═════ RECORDED INFORMATION

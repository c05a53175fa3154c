//! Three-panel merge overlay: original | modified | result.

use ratatui::{
    layout::{Constraint, Layout},
    style::Style,
    text::Line,
    widgets::{Block, Clear, Paragraph, Wrap},
    Frame,
};

use crate::app::AppState;
use crate::theme::Theme;
use crate::ui::layout::{inner_rect, panel_block};

pub fn render_merge(frame: &mut Frame, state: &AppState, theme: &Theme) {
    let Some(merge) = state.merge.as_ref() else {
        return;
    };
    let area = frame
        .area()
        .centered(Constraint::Percentage(95), Constraint::Percentage(90));
    frame.render_widget(Clear, area);

    let title = format!(
        " Merge {}  block {}/{}  h original · l modified · Enter save · Esc cancel ",
        merge.path,
        (merge.selected + 1).min(merge.blocks.len()),
        merge.blocks.len()
    );
    frame.render_widget(
        Block::bordered()
            .title(title)
            .border_style(Style::default().fg(theme.border_active)),
        area,
    );

    let [original, modified, result] = inner_rect(area).layout(&Layout::horizontal([
        Constraint::Fill(1),
        Constraint::Fill(1),
        Constraint::Fill(1),
    ]));

    let panels = [
        (original, "Original", merge.original.as_str(), theme.diff_removed),
        (modified, "Modified", merge.modified.as_str(), theme.diff_added),
        (result, "Result", merge.result.as_str(), theme.diff_context),
    ];
    for (rect, label, text, color) in panels {
        let lines: Vec<Line> = text
            .lines()
            .map(|l| Line::styled(l.to_owned(), Style::default().fg(color)))
            .collect();
        frame.render_widget(
            Paragraph::new(lines)
                .block(panel_block(label, label == "Result", theme))
                .wrap(Wrap { trim: false }),
            rect,
        );
    }
}
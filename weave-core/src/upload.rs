//! Attachment uploads.
//!
//! A batch is all-or-nothing: oversized files are filtered out first (one
//! notice each), the rest upload concurrently, and a single failure discards
//! the whole batch. Split into [`UploadQueue::begin`] / [`UploadQueue::finish`]
//! so a UI can run [`upload_all`] on a background task between the two.

use std::future::Future;
use std::path::{Path, PathBuf};

use futures::future::try_join_all;

use crate::error::UploadError;
use crate::types::{Attachment, Notice};

/// Per-file size limit.
pub const MAX_FILE_SIZE: u64 = 5 * 1024 * 1024;

/// A local file waiting to be uploaded.
#[derive(Debug, Clone, PartialEq, Eq)]
pub struct PendingFile {
    pub name: String,
    pub size: u64,
    pub media_type: String,
    pub local_path: PathBuf,
}

impl PendingFile {
    /// Stats `path` and guesses its media type from the extension.
    ///
    /// # Errors
    ///
    /// Returns the I/O error if the file metadata cannot be read.
    pub fn from_path(path: &Path) -> std::io::Result<Self> {
        let meta = std::fs::metadata(path)?;
        let name = path
            .file_name()
            .map(|n| n.to_string_lossy().into_owned())
            .unwrap_or_else(|| path.display().to_string());
        Ok(Self {
            name,
            size: meta.len(),
            media_type: media_type_for(path).to_owned(),
            local_path: path.to_path_buf(),
        })
    }

    pub fn is_image(&self) -> bool {
        self.media_type.starts_with("image/")
    }
}

fn media_type_for(path: &Path) -> &'static str {
    let ext = path
        .extension()
        .and_then(|e| e.to_str())
        .map(str::to_ascii_lowercase);
    match ext.as_deref() {
        Some("png") => "image/png",
        Some("jpg" | "jpeg") => "image/jpeg",
        Some("gif") => "image/gif",
        Some("webp") => "image/webp",
        Some("svg") => "image/svg+xml",
        _ => "application/octet-stream",
    }
}

#[derive(Debug, Default)]
pub struct UploadQueue {
    busy: bool,
    attachments: Vec<Attachment>,
    notices: Vec<Notice>,
}

impl UploadQueue {
    pub fn new() -> Self {
        Self::default()
    }

    pub fn is_busy(&self) -> bool {
        self.busy
    }

    pub fn attachments(&self) -> &[Attachment] {
        &self.attachments
    }

    /// Hands the pending attachments to the caller, leaving the list empty.
    pub fn take_attachments(&mut self) -> Vec<Attachment> {
        std::mem::take(&mut self.attachments)
    }

    pub fn take_notices(&mut self) -> Vec<Notice> {
        std::mem::take(&mut self.notices)
    }

    /// Starts a batch: returns the files to upload and marks the queue busy.
    ///
    /// Returns `None` when a batch is already running or nothing is left after
    /// filtering out non-images and files above [`MAX_FILE_SIZE`].
    pub fn begin(&mut self, files: Vec<PendingFile>) -> Option<Vec<PendingFile>> {
        if self.busy {
            tracing::debug!("upload ignored; a batch is already running");
            return None;
        }
        let mut accepted = Vec::with_capacity(files.len());
        for file in files {
            if !file.is_image() {
                tracing::debug!(name = %file.name, "skipping non-image attachment");
                continue;
            }
            if file.size > MAX_FILE_SIZE {
                let err = UploadError::TooLarge { name: file.name.clone(), limit: MAX_FILE_SIZE };
                self.notices.push(Notice::error(err.to_string()));
                continue;
            }
            accepted.push(file);
        }
        if accepted.is_empty() {
            return None;
        }
        self.busy = true;
        Some(accepted)
    }

    /// Ends the running batch with its outcome. Always clears the busy flag.
    pub fn finish(&mut self, outcome: Result<Vec<Attachment>, UploadError>) {
        self.busy = false;
        match outcome {
            Ok(uploaded) => {
                let count = uploaded.len();
                self.attachments.extend(uploaded);
                self.notices.push(Notice::success(format!("Uploaded {count} file(s)")));
            }
            Err(e) => {
                tracing::error!(error = %e, "upload batch failed");
                self.notices.push(Notice::error("Upload failed"));
            }
        }
    }

    /// Runs a whole batch in place: `begin`, [`upload_all`], `finish`.
    pub async fn upload_batch<F, Fut>(&mut self, files: Vec<PendingFile>, uploader: F)
    where
        F: Fn(PendingFile) -> Fut,
        Fut: Future<Output = Result<String, UploadError>>,
    {
        let Some(accepted) = self.begin(files) else {
            return;
        };
        let outcome = upload_all(accepted, uploader).await;
        self.finish(outcome);
    }
}

/// Uploads every file concurrently. `uploader` returns the remote URL.
///
/// # Errors
///
/// Returns the first [`UploadError`]; no attachments are produced in that case.
pub async fn upload_all<F, Fut>(
    files: Vec<PendingFile>,
    uploader: F,
) -> Result<Vec<Attachment>, UploadError>
where
    F: Fn(PendingFile) -> Fut,
    Fut: Future<Output = Result<String, UploadError>>,
{
    try_join_all(files.into_iter().map(|file| {
        let name = file.name.clone();
        let media_type = file.media_type.clone();
        let local_ref = file.local_path.display().to_string();
        let pending = uploader(file);
        async move {
            let remote_url = pending.await?;
            Ok::<_, UploadError>(Attachment {
                id: uuid::Uuid::new_v4().to_string(),
                name,
                media_type,
                local_ref,
                remote_url,
            })
        }
    }))
    .await
}

#[cfg(test)]
mod tests {
    use super::*;
    use crate::types::NoticeLevel;

    fn image(name: &str, size: u64) -> PendingFile {
        PendingFile {
            name: name.to_owned(),
            size,
            media_type: "image/png".to_owned(),
            local_path: PathBuf::from(format!("/tmp/{name}")),
        }
    }

    #[tokio::test]
    async fn oversized_files_are_rejected_and_rest_uploaded() {
        let mut queue = UploadQueue::new();
        queue
            .upload_batch(vec![image("a.png", 10), image("big.png", MAX_FILE_SIZE + 1)], |f| async move {
                Ok(format!("https://cdn/{}", f.name))
            })
            .await;

        assert!(!queue.is_busy());
        let attachments = queue.take_attachments();
        assert_eq!(attachments.len(), 1);
        assert_eq!(attachments[0].remote_url, "https://cdn/a.png");
        assert_eq!(attachments[0].local_ref, "/tmp/a.png");

        let notices = queue.take_notices();
        assert_eq!(notices.len(), 2);
        assert!(matches!(&notices[0], Notice::Toast { level: NoticeLevel::Error, text } if text.contains("big.png")));
        assert!(matches!(&notices[1], Notice::Toast { level: NoticeLevel::Success, .. }));
    }

    #[tokio::test]
    async fn one_failure_discards_the_batch() {
        let mut queue = UploadQueue::new();
        queue
            .upload_batch(vec![image("ok.png", 1), image("bad.png", 1)], |f| async move {
                if f.name == "bad.png" {
                    Err(UploadError::Failed { name: f.name, reason: "500".into() })
                } else {
                    Ok("https://cdn/ok".into())
                }
            })
            .await;

        assert!(!queue.is_busy());
        assert!(queue.attachments().is_empty());
        assert_eq!(queue.take_notices(), vec![Notice::error("Upload failed")]);
    }

    #[test]
    fn begin_is_refused_while_busy() {
        let mut queue = UploadQueue::new();
        assert!(queue.begin(vec![image("a.png", 1)]).is_some());
        assert!(queue.is_busy());
        assert!(queue.begin(vec![image("b.png", 1)]).is_none());
        queue.finish(Ok(Vec::new()));
        assert!(!queue.is_busy());
    }

    #[test]
    fn non_images_are_skipped() {
        let mut queue = UploadQueue::new();
        let doc = PendingFile { media_type: "application/pdf".into(), ..image("a.pdf", 1) };
        assert!(queue.begin(vec![doc]).is_none());
        assert!(!queue.is_busy());
    }

    #[test]
    fn media_type_from_extension() {
        let dir = tempfile::TempDir::new().unwrap();
        let path = dir.path().join("shot.JPG");
        std::fs::write(&path, b"jpeg").unwrap();
        let file = PendingFile::from_path(&path).unwrap();
        assert_eq!(file.media_type, "image/jpeg");
        assert_eq!(file.size, 4);
        assert_eq!(file.name, "shot.JPG");
    }
}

══════════

* _TASK DETAILS_
Using the listing above, show each line holding the string "metadata".

* _ANSWER BELOW_
    /// Returns the I/O error if the file metadata cannot be read.
        let meta = std::fs::metadata(path)?;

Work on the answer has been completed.